> _DATA SHOWN_:
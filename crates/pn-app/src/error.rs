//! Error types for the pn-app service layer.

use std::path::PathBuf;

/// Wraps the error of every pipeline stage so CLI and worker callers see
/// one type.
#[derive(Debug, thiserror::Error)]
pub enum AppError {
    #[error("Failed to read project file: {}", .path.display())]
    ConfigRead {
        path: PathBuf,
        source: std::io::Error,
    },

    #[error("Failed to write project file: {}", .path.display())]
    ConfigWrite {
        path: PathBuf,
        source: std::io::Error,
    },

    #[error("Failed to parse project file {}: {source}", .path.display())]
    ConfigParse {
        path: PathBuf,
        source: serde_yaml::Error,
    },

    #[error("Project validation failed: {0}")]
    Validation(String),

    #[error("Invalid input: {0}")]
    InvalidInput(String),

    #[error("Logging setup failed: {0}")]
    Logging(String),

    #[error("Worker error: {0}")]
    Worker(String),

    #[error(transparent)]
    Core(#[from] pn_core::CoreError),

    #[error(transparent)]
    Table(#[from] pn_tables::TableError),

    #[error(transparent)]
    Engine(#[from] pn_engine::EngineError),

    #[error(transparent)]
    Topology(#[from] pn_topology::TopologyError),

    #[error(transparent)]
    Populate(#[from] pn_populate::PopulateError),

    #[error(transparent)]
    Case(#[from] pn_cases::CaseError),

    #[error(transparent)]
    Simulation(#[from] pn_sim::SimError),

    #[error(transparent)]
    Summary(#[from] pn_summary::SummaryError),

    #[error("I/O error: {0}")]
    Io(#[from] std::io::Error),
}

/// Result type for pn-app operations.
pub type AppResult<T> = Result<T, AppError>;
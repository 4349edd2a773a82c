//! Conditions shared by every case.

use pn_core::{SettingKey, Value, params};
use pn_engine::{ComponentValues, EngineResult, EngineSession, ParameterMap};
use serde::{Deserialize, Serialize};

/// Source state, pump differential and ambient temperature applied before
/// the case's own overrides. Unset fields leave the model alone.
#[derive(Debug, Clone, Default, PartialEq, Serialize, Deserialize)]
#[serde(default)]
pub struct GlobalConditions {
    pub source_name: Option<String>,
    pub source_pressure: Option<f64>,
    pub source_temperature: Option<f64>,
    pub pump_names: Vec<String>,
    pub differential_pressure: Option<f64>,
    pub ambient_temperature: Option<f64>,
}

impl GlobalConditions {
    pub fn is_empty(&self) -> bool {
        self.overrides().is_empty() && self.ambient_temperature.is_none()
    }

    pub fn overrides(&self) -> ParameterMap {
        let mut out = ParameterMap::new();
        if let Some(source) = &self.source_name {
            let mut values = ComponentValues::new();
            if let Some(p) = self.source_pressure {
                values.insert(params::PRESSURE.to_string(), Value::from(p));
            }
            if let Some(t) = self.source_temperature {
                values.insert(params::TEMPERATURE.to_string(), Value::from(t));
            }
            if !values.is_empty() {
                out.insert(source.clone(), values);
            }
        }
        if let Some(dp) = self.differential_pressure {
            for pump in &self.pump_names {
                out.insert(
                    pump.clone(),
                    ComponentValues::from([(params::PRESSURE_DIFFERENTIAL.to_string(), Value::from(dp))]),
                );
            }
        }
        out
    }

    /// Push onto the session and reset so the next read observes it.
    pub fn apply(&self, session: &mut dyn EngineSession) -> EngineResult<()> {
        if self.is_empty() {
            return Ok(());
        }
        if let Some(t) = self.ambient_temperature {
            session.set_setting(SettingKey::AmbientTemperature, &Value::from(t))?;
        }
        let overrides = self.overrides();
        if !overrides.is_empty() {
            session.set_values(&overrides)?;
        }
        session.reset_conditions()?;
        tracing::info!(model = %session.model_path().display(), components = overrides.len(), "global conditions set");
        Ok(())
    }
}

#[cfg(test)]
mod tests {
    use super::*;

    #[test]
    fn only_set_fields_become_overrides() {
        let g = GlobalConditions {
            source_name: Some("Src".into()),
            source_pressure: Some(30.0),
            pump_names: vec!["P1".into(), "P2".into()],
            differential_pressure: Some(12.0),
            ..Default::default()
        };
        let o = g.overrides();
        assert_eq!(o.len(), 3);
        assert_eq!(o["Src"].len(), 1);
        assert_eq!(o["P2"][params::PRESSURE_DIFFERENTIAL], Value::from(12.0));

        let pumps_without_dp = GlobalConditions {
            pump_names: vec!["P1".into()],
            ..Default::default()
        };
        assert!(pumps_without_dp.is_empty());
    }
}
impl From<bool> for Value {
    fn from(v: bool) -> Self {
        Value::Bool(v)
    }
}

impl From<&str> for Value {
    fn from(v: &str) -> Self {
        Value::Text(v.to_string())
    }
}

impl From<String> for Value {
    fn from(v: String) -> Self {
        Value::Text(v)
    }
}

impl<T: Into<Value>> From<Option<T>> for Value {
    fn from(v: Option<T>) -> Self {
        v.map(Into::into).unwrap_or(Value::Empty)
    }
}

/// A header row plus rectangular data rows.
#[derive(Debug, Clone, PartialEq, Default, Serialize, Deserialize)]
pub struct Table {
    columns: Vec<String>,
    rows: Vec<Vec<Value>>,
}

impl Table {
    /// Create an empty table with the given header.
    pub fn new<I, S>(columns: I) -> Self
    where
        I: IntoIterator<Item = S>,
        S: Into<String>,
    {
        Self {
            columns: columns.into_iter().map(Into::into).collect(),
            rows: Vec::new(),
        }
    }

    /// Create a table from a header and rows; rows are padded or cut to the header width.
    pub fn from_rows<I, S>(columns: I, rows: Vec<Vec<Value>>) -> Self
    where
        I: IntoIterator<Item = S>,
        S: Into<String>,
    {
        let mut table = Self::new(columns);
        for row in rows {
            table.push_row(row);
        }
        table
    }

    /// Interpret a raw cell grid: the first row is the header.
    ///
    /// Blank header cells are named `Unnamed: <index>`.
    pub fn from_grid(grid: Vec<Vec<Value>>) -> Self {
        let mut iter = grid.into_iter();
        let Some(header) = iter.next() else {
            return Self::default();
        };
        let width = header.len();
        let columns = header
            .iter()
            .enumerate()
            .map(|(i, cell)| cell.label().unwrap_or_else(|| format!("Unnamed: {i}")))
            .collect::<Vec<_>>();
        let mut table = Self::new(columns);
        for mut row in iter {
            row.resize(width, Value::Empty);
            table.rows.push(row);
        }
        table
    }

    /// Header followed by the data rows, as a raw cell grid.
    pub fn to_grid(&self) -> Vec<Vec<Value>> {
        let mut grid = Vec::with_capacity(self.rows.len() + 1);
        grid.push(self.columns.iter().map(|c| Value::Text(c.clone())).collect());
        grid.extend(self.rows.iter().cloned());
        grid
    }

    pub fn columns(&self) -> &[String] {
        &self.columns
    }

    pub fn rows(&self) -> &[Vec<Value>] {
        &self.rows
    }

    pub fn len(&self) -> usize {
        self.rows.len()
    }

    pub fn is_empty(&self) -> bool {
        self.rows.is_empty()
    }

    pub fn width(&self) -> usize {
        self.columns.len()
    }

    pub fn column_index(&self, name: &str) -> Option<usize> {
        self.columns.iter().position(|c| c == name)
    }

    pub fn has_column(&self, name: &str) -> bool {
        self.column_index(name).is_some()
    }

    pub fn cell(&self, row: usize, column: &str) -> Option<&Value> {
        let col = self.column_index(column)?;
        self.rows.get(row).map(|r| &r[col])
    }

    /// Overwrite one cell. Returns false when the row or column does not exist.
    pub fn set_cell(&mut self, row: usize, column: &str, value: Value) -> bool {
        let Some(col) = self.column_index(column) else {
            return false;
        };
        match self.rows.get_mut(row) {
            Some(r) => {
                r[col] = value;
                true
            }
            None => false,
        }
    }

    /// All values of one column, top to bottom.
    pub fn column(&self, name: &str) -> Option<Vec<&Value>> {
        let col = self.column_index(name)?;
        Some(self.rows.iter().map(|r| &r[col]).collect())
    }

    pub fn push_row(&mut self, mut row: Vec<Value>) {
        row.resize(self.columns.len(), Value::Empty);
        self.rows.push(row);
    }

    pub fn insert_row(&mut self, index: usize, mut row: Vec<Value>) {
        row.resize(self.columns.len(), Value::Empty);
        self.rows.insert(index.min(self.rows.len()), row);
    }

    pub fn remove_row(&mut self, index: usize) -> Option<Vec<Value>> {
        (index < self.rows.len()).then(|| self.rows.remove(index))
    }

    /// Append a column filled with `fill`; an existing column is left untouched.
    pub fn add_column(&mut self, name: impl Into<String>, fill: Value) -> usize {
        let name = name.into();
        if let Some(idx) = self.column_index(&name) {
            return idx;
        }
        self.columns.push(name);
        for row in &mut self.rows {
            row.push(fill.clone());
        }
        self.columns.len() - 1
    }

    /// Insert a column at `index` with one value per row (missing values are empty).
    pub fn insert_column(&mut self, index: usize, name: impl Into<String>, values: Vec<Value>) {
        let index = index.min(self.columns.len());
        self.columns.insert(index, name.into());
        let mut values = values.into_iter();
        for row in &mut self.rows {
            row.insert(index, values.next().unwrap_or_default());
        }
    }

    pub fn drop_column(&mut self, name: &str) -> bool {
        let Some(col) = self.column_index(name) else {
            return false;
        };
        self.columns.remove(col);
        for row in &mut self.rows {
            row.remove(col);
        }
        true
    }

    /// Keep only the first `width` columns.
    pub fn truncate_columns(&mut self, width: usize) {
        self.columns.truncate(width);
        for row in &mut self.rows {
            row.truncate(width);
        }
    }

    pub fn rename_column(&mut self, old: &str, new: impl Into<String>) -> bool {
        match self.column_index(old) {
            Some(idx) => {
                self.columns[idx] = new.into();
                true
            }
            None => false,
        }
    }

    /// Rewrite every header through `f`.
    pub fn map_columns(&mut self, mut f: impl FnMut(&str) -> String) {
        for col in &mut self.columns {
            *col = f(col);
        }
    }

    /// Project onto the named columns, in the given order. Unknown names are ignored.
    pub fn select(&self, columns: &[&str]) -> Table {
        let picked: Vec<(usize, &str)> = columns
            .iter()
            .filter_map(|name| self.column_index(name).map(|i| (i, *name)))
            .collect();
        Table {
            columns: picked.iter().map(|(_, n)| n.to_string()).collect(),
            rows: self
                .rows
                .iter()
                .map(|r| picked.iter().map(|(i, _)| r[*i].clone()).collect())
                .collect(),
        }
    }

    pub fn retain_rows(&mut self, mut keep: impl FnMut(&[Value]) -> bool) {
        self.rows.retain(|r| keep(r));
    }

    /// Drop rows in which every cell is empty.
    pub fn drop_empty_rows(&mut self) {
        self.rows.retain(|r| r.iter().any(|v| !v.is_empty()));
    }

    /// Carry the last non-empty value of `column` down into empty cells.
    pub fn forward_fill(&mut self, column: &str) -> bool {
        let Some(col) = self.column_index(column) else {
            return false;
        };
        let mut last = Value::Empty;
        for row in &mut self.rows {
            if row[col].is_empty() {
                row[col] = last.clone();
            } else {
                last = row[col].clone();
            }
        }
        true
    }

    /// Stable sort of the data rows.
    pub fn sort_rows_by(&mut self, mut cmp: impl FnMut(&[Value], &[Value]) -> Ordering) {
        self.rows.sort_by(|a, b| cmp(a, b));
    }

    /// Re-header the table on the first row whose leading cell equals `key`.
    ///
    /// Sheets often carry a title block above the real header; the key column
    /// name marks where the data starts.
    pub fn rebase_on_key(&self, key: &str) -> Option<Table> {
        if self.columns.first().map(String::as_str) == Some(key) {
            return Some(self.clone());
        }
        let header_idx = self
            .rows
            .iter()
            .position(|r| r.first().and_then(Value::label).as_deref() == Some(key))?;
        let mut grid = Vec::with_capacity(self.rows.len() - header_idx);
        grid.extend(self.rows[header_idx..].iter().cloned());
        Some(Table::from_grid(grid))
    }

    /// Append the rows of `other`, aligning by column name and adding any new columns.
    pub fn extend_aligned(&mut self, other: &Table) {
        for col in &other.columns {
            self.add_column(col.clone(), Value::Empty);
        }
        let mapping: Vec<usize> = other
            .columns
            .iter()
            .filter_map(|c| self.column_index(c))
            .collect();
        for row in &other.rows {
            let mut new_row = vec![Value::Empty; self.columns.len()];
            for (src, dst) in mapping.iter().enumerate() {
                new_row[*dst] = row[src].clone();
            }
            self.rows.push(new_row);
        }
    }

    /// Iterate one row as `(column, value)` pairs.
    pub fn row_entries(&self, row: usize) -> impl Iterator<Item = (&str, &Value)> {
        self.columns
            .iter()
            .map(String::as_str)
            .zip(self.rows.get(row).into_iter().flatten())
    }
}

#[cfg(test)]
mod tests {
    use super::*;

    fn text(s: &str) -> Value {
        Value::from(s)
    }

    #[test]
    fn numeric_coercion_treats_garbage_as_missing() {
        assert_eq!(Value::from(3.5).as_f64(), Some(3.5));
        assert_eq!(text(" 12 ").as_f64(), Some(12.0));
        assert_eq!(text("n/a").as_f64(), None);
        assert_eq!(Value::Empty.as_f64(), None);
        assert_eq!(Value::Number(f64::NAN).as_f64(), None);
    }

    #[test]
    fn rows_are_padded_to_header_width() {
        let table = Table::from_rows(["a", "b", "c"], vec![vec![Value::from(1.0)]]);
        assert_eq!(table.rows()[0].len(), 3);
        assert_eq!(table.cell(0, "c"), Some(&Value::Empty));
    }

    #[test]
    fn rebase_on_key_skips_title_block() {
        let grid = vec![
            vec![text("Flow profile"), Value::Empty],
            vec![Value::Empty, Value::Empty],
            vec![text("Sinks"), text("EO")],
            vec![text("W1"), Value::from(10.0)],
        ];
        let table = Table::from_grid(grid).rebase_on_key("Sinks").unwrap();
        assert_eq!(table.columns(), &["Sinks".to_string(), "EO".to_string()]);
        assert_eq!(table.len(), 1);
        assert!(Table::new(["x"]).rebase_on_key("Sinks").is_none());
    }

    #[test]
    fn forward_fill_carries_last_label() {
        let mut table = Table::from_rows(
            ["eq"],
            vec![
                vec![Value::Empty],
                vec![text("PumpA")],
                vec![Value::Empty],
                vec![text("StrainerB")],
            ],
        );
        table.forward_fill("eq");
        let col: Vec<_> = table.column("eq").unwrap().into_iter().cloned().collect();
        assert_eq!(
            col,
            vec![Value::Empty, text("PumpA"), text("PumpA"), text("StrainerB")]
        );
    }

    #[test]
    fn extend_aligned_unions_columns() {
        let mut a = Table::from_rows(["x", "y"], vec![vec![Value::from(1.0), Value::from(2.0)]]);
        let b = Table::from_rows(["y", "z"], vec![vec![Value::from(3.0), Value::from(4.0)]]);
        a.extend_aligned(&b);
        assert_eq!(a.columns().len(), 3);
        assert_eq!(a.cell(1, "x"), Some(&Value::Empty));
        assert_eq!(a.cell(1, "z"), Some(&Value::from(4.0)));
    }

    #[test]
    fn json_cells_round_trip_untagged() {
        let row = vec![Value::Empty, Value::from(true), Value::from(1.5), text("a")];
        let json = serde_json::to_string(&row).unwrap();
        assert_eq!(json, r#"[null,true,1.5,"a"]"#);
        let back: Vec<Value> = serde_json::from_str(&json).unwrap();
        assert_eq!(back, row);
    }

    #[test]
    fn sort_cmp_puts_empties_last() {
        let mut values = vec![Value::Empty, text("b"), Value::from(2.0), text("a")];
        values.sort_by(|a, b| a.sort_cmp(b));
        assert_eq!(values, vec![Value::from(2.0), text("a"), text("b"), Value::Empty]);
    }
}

--

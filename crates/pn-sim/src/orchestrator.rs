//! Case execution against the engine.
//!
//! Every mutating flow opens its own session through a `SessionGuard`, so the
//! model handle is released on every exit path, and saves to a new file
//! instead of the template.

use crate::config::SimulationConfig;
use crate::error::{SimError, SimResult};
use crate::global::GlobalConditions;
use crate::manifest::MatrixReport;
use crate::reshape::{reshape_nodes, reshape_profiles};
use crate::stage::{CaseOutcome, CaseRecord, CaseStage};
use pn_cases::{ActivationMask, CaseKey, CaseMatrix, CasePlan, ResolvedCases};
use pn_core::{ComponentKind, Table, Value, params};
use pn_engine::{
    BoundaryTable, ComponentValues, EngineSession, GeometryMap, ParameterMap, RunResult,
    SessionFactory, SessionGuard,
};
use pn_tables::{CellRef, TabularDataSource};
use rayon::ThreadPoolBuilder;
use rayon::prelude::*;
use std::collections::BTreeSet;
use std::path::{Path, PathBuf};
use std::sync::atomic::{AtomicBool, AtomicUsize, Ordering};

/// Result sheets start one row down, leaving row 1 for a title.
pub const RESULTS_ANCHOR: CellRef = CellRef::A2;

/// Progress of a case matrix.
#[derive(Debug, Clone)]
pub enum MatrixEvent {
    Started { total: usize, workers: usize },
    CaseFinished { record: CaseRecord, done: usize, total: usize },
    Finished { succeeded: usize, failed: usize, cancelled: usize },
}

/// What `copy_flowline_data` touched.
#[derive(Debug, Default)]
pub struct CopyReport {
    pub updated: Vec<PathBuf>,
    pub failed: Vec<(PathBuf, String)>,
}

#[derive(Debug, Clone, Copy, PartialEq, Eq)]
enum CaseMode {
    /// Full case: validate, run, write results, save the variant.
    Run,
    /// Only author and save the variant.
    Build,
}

...

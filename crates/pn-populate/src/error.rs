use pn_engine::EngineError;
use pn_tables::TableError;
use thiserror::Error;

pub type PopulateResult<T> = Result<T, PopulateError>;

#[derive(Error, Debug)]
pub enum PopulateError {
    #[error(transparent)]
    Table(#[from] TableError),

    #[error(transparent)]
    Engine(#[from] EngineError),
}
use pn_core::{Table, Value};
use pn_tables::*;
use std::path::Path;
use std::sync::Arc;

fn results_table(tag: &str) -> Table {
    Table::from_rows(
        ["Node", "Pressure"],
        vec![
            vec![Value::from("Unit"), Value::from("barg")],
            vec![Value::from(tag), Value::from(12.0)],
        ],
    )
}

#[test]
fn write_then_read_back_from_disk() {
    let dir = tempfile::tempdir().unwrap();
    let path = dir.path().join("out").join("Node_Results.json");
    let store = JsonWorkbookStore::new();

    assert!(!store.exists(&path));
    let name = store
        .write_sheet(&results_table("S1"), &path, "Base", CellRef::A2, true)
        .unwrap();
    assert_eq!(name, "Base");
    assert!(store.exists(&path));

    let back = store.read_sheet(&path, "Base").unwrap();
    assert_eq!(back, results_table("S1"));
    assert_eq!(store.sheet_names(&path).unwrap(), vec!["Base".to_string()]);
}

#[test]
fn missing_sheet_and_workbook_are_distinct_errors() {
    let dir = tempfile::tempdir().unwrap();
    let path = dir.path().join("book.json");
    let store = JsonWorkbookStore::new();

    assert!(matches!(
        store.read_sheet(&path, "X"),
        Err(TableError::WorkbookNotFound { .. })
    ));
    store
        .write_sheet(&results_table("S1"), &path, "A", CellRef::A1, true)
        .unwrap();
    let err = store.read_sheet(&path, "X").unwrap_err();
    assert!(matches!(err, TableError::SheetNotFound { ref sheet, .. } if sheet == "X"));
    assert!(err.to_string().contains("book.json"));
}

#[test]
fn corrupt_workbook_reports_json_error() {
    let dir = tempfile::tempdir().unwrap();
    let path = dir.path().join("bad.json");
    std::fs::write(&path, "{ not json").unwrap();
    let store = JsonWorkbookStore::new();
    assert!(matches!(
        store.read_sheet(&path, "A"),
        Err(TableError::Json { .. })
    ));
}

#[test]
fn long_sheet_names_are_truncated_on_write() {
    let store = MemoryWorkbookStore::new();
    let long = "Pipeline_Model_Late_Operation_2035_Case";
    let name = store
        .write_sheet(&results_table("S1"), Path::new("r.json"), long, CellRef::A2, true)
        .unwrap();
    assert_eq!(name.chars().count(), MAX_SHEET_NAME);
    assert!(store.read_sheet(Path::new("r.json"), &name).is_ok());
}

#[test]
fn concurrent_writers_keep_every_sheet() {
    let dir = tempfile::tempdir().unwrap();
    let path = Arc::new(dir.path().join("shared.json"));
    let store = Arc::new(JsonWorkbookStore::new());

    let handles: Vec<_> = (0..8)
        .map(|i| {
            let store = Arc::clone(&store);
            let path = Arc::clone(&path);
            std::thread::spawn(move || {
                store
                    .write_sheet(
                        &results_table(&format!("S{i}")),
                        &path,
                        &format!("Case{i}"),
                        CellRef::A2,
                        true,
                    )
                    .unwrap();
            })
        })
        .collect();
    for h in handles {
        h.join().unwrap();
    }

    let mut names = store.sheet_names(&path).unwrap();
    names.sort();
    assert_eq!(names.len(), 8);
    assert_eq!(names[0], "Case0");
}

> _WHAT YOU NEED TO DO_: Every line that holds the string "Serialize" must be copied from the records above.

> _RESPONSE TO THIS EXERCISE_:
use serde::{Deserialize, Serialize};
#[derive(Debug, Clone, Default, PartialEq, Serialize, Deserialize)]
#[derive(Debug, Clone, PartialEq, Default, Serialize, Deserialize)]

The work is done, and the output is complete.